I retired at the end of January 2025, marking the end of a 47-year career at the University at Buffalo. Prior to taking up a position at UB, I worked as a program coordinator at a Title IV-funded Race/Sex Desegregation Center at the University of Missouri/Columbia, where I trained school administrators, counselors and teachers in aspects of the law. Prior to this, I conducted research for my dissertation in Ghana over two years, a set of collective life experiences that cumulatively shaped my then-present and now future, wherein my sole connection to “back home” was an occasional blue aerogram letter that punctuated life at that time. Such concurrent space of disconnection, connection and reconnection shaped much of who I was and became as I ventured back to graduate school to write my dissertation and take up a position at a research university.
This space of liminality—living methodologically, substantively and theoretically “in-between”—marked my return to the States wherein crossing theoretical, methodological and human boundaries came to define my overall research agenda and associated set of practices for close to 50 years, always with a practiced eye toward tracking and challenging intensifying inequalities and outcomes by social class, race/ethnicity, gender and nation of origin within the United States and across the globe.
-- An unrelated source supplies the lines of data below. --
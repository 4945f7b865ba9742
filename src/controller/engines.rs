//! # Per-Mode Update Engines
//!
//! The tick-driven algorithms that turn raw pointer samples into
//! transform updates: translate along the pointer ray, four rotation
//! variants, and planar-distance scaling. Each engine calibrates a
//! baseline on the first tick of a grab and works in deltas from then
//! on.
//!
//! Every tick revalidates its dependencies. A missing pointer, agent,
//! or target skips that tick with a [`TickError`]; the next due tick
//! retries, so transient dropouts self-heal without host involvement.

use cgmath::{Deg, InnerSpace, Quaternion, Rotation3, Vector3};
use thiserror::Error;

use super::{GizmoController, TransformMode};
use crate::host::{AgentContext, Basis, GizmoHost, TargetId};
use crate::math::{planar_distance, vinterp_to};
use crate::timing::TimerKind;

/// Reason an engine tick was skipped. Never escalated past a log line.
#[derive(Debug, Error)]
pub enum TickError {
    #[error("controlling agent could not be resolved")]
    AgentUnresolved,
    #[error("pointer position unavailable")]
    PointerUnavailable,
    #[error("pointer ray unavailable")]
    RayUnavailable,
    #[error("no target selected")]
    NoTarget,
    #[error("target {0:?} is gone")]
    TargetGone(TargetId),
}

impl GizmoController {
    /// Run one engine tick for a due timer.
    pub(crate) fn tick(
        &mut self,
        kind: TimerKind,
        host: &mut dyn GizmoHost,
    ) -> Result<(), TickError> {
        match kind {
            TimerKind::Location => self.tick_translate(host),
            TimerKind::Rotation => self.tick_rotate(host),
            TimerKind::Scale => self.tick_scale(host),
        }
    }

    /// Translate the target along the pointer's world ray.
    ///
    /// The distance from ray origin to target is captured on the first
    /// tick of the grab and only the accumulated depth axis changes it
    /// afterwards, so planar pointer motion keeps the target at a fixed
    /// depth. The write goes through an interpolation step that trades
    /// a one-tick lag for jitter suppression.
    fn tick_translate(&mut self, host: &mut dyn GizmoHost) -> Result<(), TickError> {
        let ray = host.pointer_world_ray().ok_or(TickError::RayUnavailable)?;
        let id = self.target.ok_or(TickError::NoTarget)?;
        let target = host.target(id).ok_or(TickError::TargetGone(id))?;

        let current = target.position();
        let slot = TimerKind::Location.index();
        if !self.first_sample_consumed[slot] {
            self.saved_distance = (current - ray.origin).magnitude();
            self.first_sample_consumed[slot] = true;
        }

        let multiplier = self.saved_distance + self.accumulated_axis_input * self.config.depth_speed;
        let candidate = ray.point_at(multiplier);
        let next = vinterp_to(
            current,
            candidate,
            self.config.location_tick_period,
            self.config.interp_speed,
        );
        target.set_position(next);
        Ok(())
    }

    /// Apply one incremental world rotation from the per-tick pointer
    /// delta, around axes taken from the resolved frame.
    fn tick_rotate(&mut self, host: &mut dyn GizmoHost) -> Result<(), TickError> {
        let (x, y) = host.pointer_position().ok_or(TickError::PointerUnavailable)?;
        let agent = host.resolve_agent().ok_or(TickError::AgentUnresolved)?;
        let basis = self.resolve_axis_frame(host, &agent);
        let id = self.target.ok_or(TickError::NoTarget)?;

        // First tick after a (re)start seeds the baseline for the axes
        // this variant reads, making that tick's delta exactly zero.
        let slot = TimerKind::Rotation.index();
        if !self.first_sample_consumed[slot] {
            match self.mode {
                TransformMode::RotateYawPitch => {
                    self.saved_pitch = y;
                    self.saved_yaw = x;
                }
                TransformMode::RotateRoll => self.saved_roll = x,
                TransformMode::RotatePitch => self.saved_pitch = y,
                TransformMode::RotateYaw => self.saved_yaw = x,
                _ => {}
            }
            self.first_sample_consumed[slot] = true;
        }

        let speed = self.config.rotation_speed;
        let delta = match self.mode {
            TransformMode::RotateYawPitch => {
                let pitch = Quaternion::from_axis_angle(
                    -basis.right,
                    Deg(self.calc_delta_pitch(y) * speed),
                );
                let yaw =
                    Quaternion::from_axis_angle(-basis.up, Deg(self.calc_delta_yaw(x) * speed));
                pitch * yaw
            }
            TransformMode::RotateRoll => Quaternion::from_axis_angle(
                -basis.forward,
                Deg(self.calc_delta_roll(x) * speed),
            ),
            TransformMode::RotatePitch => Quaternion::from_axis_angle(
                -basis.right,
                Deg(self.calc_delta_pitch(y) * speed),
            ),
            TransformMode::RotateYaw => {
                Quaternion::from_axis_angle(-basis.up, Deg(self.calc_delta_yaw(x) * speed))
            }
            // A stale rotation tick outside a rotate mode does nothing.
            _ => return Ok(()),
        };

        let target = host.target(id).ok_or(TickError::TargetGone(id))?;
        target.add_world_rotation(delta);
        Ok(())
    }

    /// Uniform scale from planar pointer displacement since the grab.
    ///
    /// Above the click point grows, below shrinks; a shrink that would
    /// push any axis to zero or negative is rejected whole and the
    /// previous tick's scale is kept. Returning to the click row resets
    /// to the grabbed scale.
    fn tick_scale(&mut self, host: &mut dyn GizmoHost) -> Result<(), TickError> {
        let (x, y) = host.pointer_position().ok_or(TickError::PointerUnavailable)?;
        let id = self.target.ok_or(TickError::NoTarget)?;
        let target = host.target(id).ok_or(TickError::TargetGone(id))?;

        let slot = TimerKind::Scale.index();
        if !self.first_sample_consumed[slot] {
            self.click_x = x;
            self.click_y = y;
            self.saved_scale = target.scale3d();
            self.current_scale = self.saved_scale;
            self.first_sample_consumed[slot] = true;
        }

        let stretch = planar_distance(self.click_x, self.click_y, x, y) * self.config.scale_speed;
        let stretch = Vector3::new(stretch, stretch, stretch);

        // Screen Y grows downward: above the click row means smaller y.
        if y < self.click_y {
            self.current_scale = self.saved_scale + stretch;
        }
        if y > self.click_y {
            let candidate = self.saved_scale - stretch;
            if candidate.x > 0.0 && candidate.y > 0.0 && candidate.z > 0.0 {
                self.current_scale = candidate;
            }
        }
        if y == self.click_y {
            self.current_scale = self.saved_scale;
        }

        target.set_scale3d(self.current_scale);
        Ok(())
    }

    /// Axes for interpreting 2D input: the configured reference frame
    /// when present and still resolvable, else the controlling agent's
    /// embodiment axes.
    fn resolve_axis_frame(&self, host: &dyn GizmoHost, agent: &AgentContext) -> Basis {
        self.reference_frame
            .and_then(|id| host.frame_basis(id))
            .unwrap_or(agent.embodiment)
    }

    // Delta against the previous tick's sample, not the grab baseline.

    fn calc_delta_roll(&mut self, roll: f32) -> f32 {
        let delta = roll - self.saved_roll;
        self.saved_roll = roll;
        delta
    }

    fn calc_delta_pitch(&mut self, pitch: f32) -> f32 {
        let delta = pitch - self.saved_pitch;
        self.saved_pitch = pitch;
        delta
    }

    fn calc_delta_yaw(&mut self, yaw: f32) -> f32 {
        let delta = yaw - self.saved_yaw;
        self.saved_yaw = yaw;
        delta
    }
}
Although my future is yet unclear, I look forward to its unfolding, as I engage a new and exciting chapter in my life. Thanks for everything, UB. I appreciate the opportunity to be part of the institution and greatly value all those administrators, faculty, staff and students that I have worked with for close to half a century. I am most proud of the fact that more than 65 PhD students from a broad range of nations and backgrounds have completed excellent dissertations under my direction as a major professor! Congratulations all!
GSE celebrated Lois Weis' career with a presentation from Weis and her co-author Michelle Fine, PhD. Friends, family and peers, as well as current and former students, gathered afterwards for a reception to honor an influential scholar and teacher.